Durante años, las protecciones integradas en chaquetas y pantalones de moto se han asumido como un elemento incuestionable de seguridad. Hombros, codos, caderas y rodillas protegidos formancmparecen parte del equipamiento, digamos 'correcto', del motorista moderno.
Un famoso divulgador, FortNine, sostiene que esa confianza está bien intencionada, pero se apoya en una idea equivocada: que las protecciones homologadas están pensadas para evitar lesiones óseas graves.
¿Hay que cambiar de mentalidad? Hay que cambiar de mentalidad
El punto de partida del análisis es la normativa europea EN 1621. Esta norma establece que un protector debe soportar un impacto de 50 julios y limitar la fuerza que se transmite al cuerpo. En una protección CE de nivel 1, ese límite es de 18 kN; en una CE de nivel 2, de 9 kN. El dato clave que destaca FortNine es que el hueso humano más resistente se fractura en torno a los 4 kN. Es decir, incluso una protección CE2 puede transmitir más del doble de la fuerza necesaria para romper un hueso.
A partir de ahí, el vídeo recurre a estudios basados en accidentes reales cuya bibliografía detalla en su propio vídeo. Concretamente investigaciones publicadas entre 2011 y 2019 que analizan miles de siniestros y cruzaron las lesiones sufridas con el uso de equipamiento. Las conclusiones son claras: las protecciones reducen abrasiones, raspones y contusiones leves, pero no se ha podido demostrar una reducción significativa en fracturas, luxaciones o lesiones graves por impacto. Tampoco se encontró una relación clara entre el nivel de dureza del material y la probabilidad de sufrir una lesión ósea.
Otro aspecto que FortNine señala como crítico es el tamaño de las protecciones. La norma establece un tamaño mínimo, conocido como tipo B, y deja libertad a los fabricantes para aumentar superficie y grosor. En la práctica, esa libertad apenas se aprovecha. El mismo inserto se utiliza en una chaqueta talla XS y en una XXL, con una superficie y un espesor claramente insuficientes para cubrir zonas amplias del cuerpo o ofrecer beneficios estadísticamente relevantes.
El análisis va un paso más allá y entra en el terreno regulatorio. La legislación europea obliga a que cualquier prenda clasificada como A, AA o AAA se comercialice con protecciones incluidas. Eso significa que una chaqueta resistente, aunque esté fabricada con materiales de alta calidad, no puede venderse como equipamiento de moto si no incorpora estos elementos. Según FortNine, esta exigencia protege menos al usuario de lo que parece y mucho más al propio mercado del equipamiento, al impedir que marcas de ropa técnica generalista compitan en igualdad de condiciones.

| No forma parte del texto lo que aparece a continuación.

//! Trigger protocol tests - picker open/close, live query, abandonment,
//! IME composition

mod common;

use common::{test_model, type_str};
use formula::input::{handle_composition_end, handle_composition_start, handle_key, Key};
use formula::messages::{Msg, PickerMsg};
use formula::model::{PickerId, PickerState, SensorRecord};
use formula::update::update;

fn open_picker_id(model: &formula::EditorModel) -> Option<PickerId> {
    model.ui.active_picker.as_ref().map(PickerState::id)
}

fn search_state(model: &formula::EditorModel) -> &formula::model::SensorSearchState {
    match model.ui.active_picker.as_ref() {
        Some(PickerState::SensorSearch(search)) => search,
        other => panic!("expected sensor search, got {other:?}"),
    }
}

// Scenario: typing "foo @temp" opens the sensor picker with live query
// "temp"; selecting {id: "temperature", name: "温度"} commits a sensor
// token with value "temperature" and clears the pending buffer and query.
#[test]
fn test_typing_at_opens_sensor_search_with_live_query() {
    let mut model = test_model();
    type_str(&mut model, "foo @temp");

    assert_eq!(open_picker_id(&model), Some(PickerId::SensorSearch));
    let search = search_state(&model);
    assert_eq!(search.query, "temp");
    assert_eq!(search.results.len(), 1);
    assert_eq!(search.results[0].id, "temperature");
    // Text before the trigger stays committed as pending plain text
    assert_eq!(model.formula.pending(), "foo ");

    update(
        &mut model,
        Msg::Picker(PickerMsg::SelectSensor(SensorRecord::new(
            "temperature",
            "温度",
            "plant.zone1.temperature",
        ))),
    );

    assert_eq!(open_picker_id(&model), None);
    assert_eq!(model.formula.tokens().len(), 1);
    assert_eq!(model.formula.tokens()[0].value, "temperature");
    assert_eq!(model.formula.tokens()[0].display, "温度");
    // Selection discards the pending text along with the query
    assert_eq!(model.formula.pending(), "");
}

// Text typed before the trigger is replaced by the selection, never left
// behind for a later Enter to commit after the token.
#[test]
fn test_selection_discards_text_typed_before_the_trigger() {
    let mut model = test_model();
    type_str(&mut model, "foo @temp");
    update(
        &mut model,
        Msg::Picker(PickerMsg::SelectSensor(SensorRecord::new(
            "temperature",
            "温度",
            "plant.zone1.temperature",
        ))),
    );
    assert_eq!(model.formula.pending(), "");
    handle_key(&mut model, Key::Enter);
    assert_eq!(model.serialized(), "@temperature");

    type_str(&mut model, "bar #");
    assert_eq!(model.formula.pending(), "bar ");
    update(&mut model, Msg::Picker(PickerMsg::SelectOperator("+".to_string())));
    assert_eq!(model.formula.pending(), "");
    assert_eq!(model.serialized(), "@temperature +");
}

#[test]
fn test_query_narrows_on_every_keystroke() {
    let mut model = test_model();
    type_str(&mut model, "@");
    // Browse view: all four test sensors
    assert_eq!(search_state(&model).results.len(), 4);

    type_str(&mut model, "p");
    // "p" matches ids and paths broadly; narrow further
    type_str(&mut model, "re");
    assert_eq!(search_state(&model).query, "pre");
    assert_eq!(search_state(&model).results.len(), 1);
    assert_eq!(search_state(&model).results[0].id, "pressure");
}

#[test]
fn test_email_like_text_never_opens_picker() {
    let mut model = test_model();
    type_str(&mut model, "user@example");
    assert_eq!(open_picker_id(&model), None);
    assert_eq!(model.formula.pending(), "user@example");
}

#[test]
fn test_hash_opens_operator_menu_and_is_consumed() {
    let mut model = test_model();
    type_str(&mut model, "#");
    assert_eq!(open_picker_id(&model), Some(PickerId::OperatorMenu));
    assert_eq!(model.formula.pending(), "");

    update(&mut model, Msg::Picker(PickerMsg::SelectOperator("+".to_string())));
    assert_eq!(open_picker_id(&model), None);
    assert_eq!(model.formula.tokens()[0].value, "+");
    assert_eq!(model.formula.pending(), "");
}

#[test]
fn test_opening_one_picker_closes_the_other() {
    let mut model = test_model();
    type_str(&mut model, "#");
    assert_eq!(open_picker_id(&model), Some(PickerId::OperatorMenu));

    // Typing abandons the menu; "@" then opens the sensor search
    type_str(&mut model, "@");
    assert_eq!(open_picker_id(&model), Some(PickerId::SensorSearch));
}

#[test]
fn test_escape_closes_picker_without_touching_formula() {
    let mut model = test_model();
    type_str(&mut model, "@temp");
    handle_key(&mut model, Key::Escape);

    assert_eq!(open_picker_id(&model), None);
    assert_eq!(model.formula.tokens().len(), 0);
    // The consumed trigger and query do not reappear as text
    assert_eq!(model.formula.pending(), "");
}

#[test]
fn test_space_in_query_abandons_the_session() {
    let mut model = test_model();
    type_str(&mut model, "@temp ");

    assert_eq!(open_picker_id(&model), None);
    // The query text folds back into the pending buffer, sans trigger
    assert_eq!(model.formula.pending(), "temp ");
}

#[test]
fn test_abandoned_query_rescans_for_a_new_trigger() {
    let mut model = test_model();
    type_str(&mut model, "@a @b");
    // The second "@" abandoned the first session and opened a new one
    assert_eq!(open_picker_id(&model), Some(PickerId::SensorSearch));
    assert_eq!(search_state(&model).query, "b");
    assert_eq!(model.formula.pending(), "a ");
}

#[test]
fn test_deleting_back_through_trigger_closes_without_refiring() {
    let mut model = test_model();
    type_str(&mut model, "@t");

    handle_key(&mut model, Key::Backspace);
    assert_eq!(search_state(&model).query, "");
    assert_eq!(open_picker_id(&model), Some(PickerId::SensorSearch));

    // Deleting the trigger itself closes the picker; the deletion event
    // does not re-run detection
    handle_key(&mut model, Key::Backspace);
    assert_eq!(open_picker_id(&model), None);
    assert_eq!(model.formula.pending(), "");
}

#[test]
fn test_enter_confirms_highlighted_sensor() {
    let mut model = test_model();
    type_str(&mut model, "@");
    handle_key(&mut model, Key::ArrowDown);
    handle_key(&mut model, Key::ArrowDown);
    handle_key(&mut model, Key::Enter);

    assert_eq!(model.formula.tokens().len(), 1);
    assert_eq!(model.formula.tokens()[0].value, "flow-rate");
}

#[test]
fn test_selection_clamps_at_list_edges() {
    let mut model = test_model();
    type_str(&mut model, "@temp");
    handle_key(&mut model, Key::ArrowUp);
    assert_eq!(search_state(&model).selected_index, 0);
    for _ in 0..10 {
        handle_key(&mut model, Key::ArrowDown);
    }
    assert_eq!(search_state(&model).selected_index, 0); // single result
}

#[test]
fn test_composition_suppresses_trigger_detection() {
    let mut model = test_model();
    handle_composition_start(&mut model);

    // Raw keys are ignored while composing
    handle_key(&mut model, Key::Char('@'));
    assert_eq!(open_picker_id(&model), None);
    assert_eq!(model.formula.pending(), "");

    // Detection resumes with the final composed text
    handle_composition_end(&mut model, "温度 @t");
    assert_eq!(open_picker_id(&model), Some(PickerId::SensorSearch));
    assert_eq!(search_state(&model).query, "t");
    assert_eq!(model.formula.pending(), "温度 ");
}

#[test]
fn test_composition_into_open_query_filters_after_commit() {
    let mut model = test_model();
    type_str(&mut model, "@");
    handle_composition_start(&mut model);
    handle_key(&mut model, Key::Char('x'));
    assert_eq!(search_state(&model).query, "");

    handle_composition_end(&mut model, "湿度");
    assert_eq!(search_state(&model).query, "湿度");
    assert_eq!(search_state(&model).results.len(), 1);
    assert_eq!(search_state(&model).results[0].id, "humidity");
}

#[test]
fn test_click_away_closes_picker() {
    let mut model = test_model();
    type_str(&mut model, "@temp");
    update(&mut model, Msg::Cursor(formula::messages::CursorMsg::ClickEmptyArea));
    assert_eq!(open_picker_id(&model), None);
}

#[test]
fn test_mutation_closes_open_picker() {
    let mut model = test_model();
    type_str(&mut model, "@temp");
    update(
        &mut model,
        Msg::Formula(formula::messages::FormulaMsg::InsertToken(common::operator("+"))),
    );
    assert_eq!(open_picker_id(&model), None);
}
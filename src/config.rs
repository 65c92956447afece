//! Editor configuration persistence
//!
//! Stores user preferences in `~/.config/formula-editor/config.yaml`

use std::path::Path;

use serde::{Deserialize, Serialize};

/// Editor configuration that persists across sessions
#[derive(Debug, Clone, Serialize, Deserialize)]
pub struct EditorConfig {
    /// Upper bound on sensor picker results shown per query
    #[serde(default = "default_max_picker_results")]
    pub max_picker_results: usize,
}

fn default_max_picker_results() -> usize {
    crate::sensors::MAX_RESULTS
}

impl Default for EditorConfig {
    fn default() -> Self {
        Self {
            max_picker_results: default_max_picker_results(),
        }
    }
}

impl EditorConfig {
    /// Load config from disk, or return defaults if not found
    pub fn load() -> Self {
        let Some(path) = crate::config_paths::config_file() else {
            tracing::debug!("No config directory available, using defaults");
            return Self::default();
        };
        Self::load_from(&path)
    }

    /// Load config from an explicit path, falling back to defaults
    pub fn load_from(path: &Path) -> Self {
        if !path.exists() {
            tracing::debug!("Config file not found at {}, using defaults", path.display());
            return Self::default();
        }

        match std::fs::read_to_string(path) {
            Ok(content) => match serde_yaml::from_str(&content) {
                Ok(config) => {
                    tracing::info!("Loaded config from {}", path.display());
                    config
                }
                Err(e) => {
                    tracing::warn!("Failed to parse config at {}: {}", path.display(), e);
                    Self::default()
                }
            },
            Err(e) => {
                tracing::warn!("Failed to read config at {}: {}", path.display(), e);
                Self::default()
            }
        }
    }

    /// Save config to disk
    ///
    /// Creates the config directory if it doesn't exist.
    pub fn save(&self) -> anyhow::Result<()> {
        let path = crate::config_paths::config_file()
            .ok_or_else(|| anyhow::anyhow!("no config directory available"))?;
        self.save_to(&path)
    }

    /// Save config to an explicit path
    pub fn save_to(&self, path: &Path) -> anyhow::Result<()> {
        use anyhow::Context;

        if let Some(parent) = path.parent() {
            std::fs::create_dir_all(parent)
                .with_context(|| format!("failed to create config directory {}", parent.display()))?;
        }

        let content = serde_yaml::to_string(self).context("failed to serialize config")?;
        std::fs::write(path, content)
            .with_context(|| format!("failed to write config to {}", path.display()))?;

        tracing::info!("Saved config to {}", path.display());
        Ok(())
    }
}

Aquí aparece el concepto clave del vídeo: la captura regulatoria. Cuando una normativa diseñada en teoría para la seguridad pública acaba siendo moldeada por la propia industria para convertirse en una barrera de entrada conveniente. El resultado sería un estándar de mínimos, fácil de cumplir, barato de producir y suficiente para el mercado de masas, pero muy alejado de los límites reales del cuerpo humano.
FortNine no concluye que las protecciones "no sirvan para nada". Reconoce su utilidad frente a abrasiones y pequeños impactos, y señala dos excepciones claras: los protectores de espalda de alto rendimiento y los sistemas de airbag, que sí superan ampliamente los mínimos CE y trabajan en rangos más cercanos a la tolerancia humana. Lo que cuestiona es la falsa sensación de seguridad que generan las protecciones estándar.
El mensaje final no invita a dejar de usar equipamiento ni a retirar protecciones, sino a entender qué hacen realmente y qué no. Porque, según FortNine, el problema no es protegerse, sino creer que estamos más protegidos de lo que realmente estamos.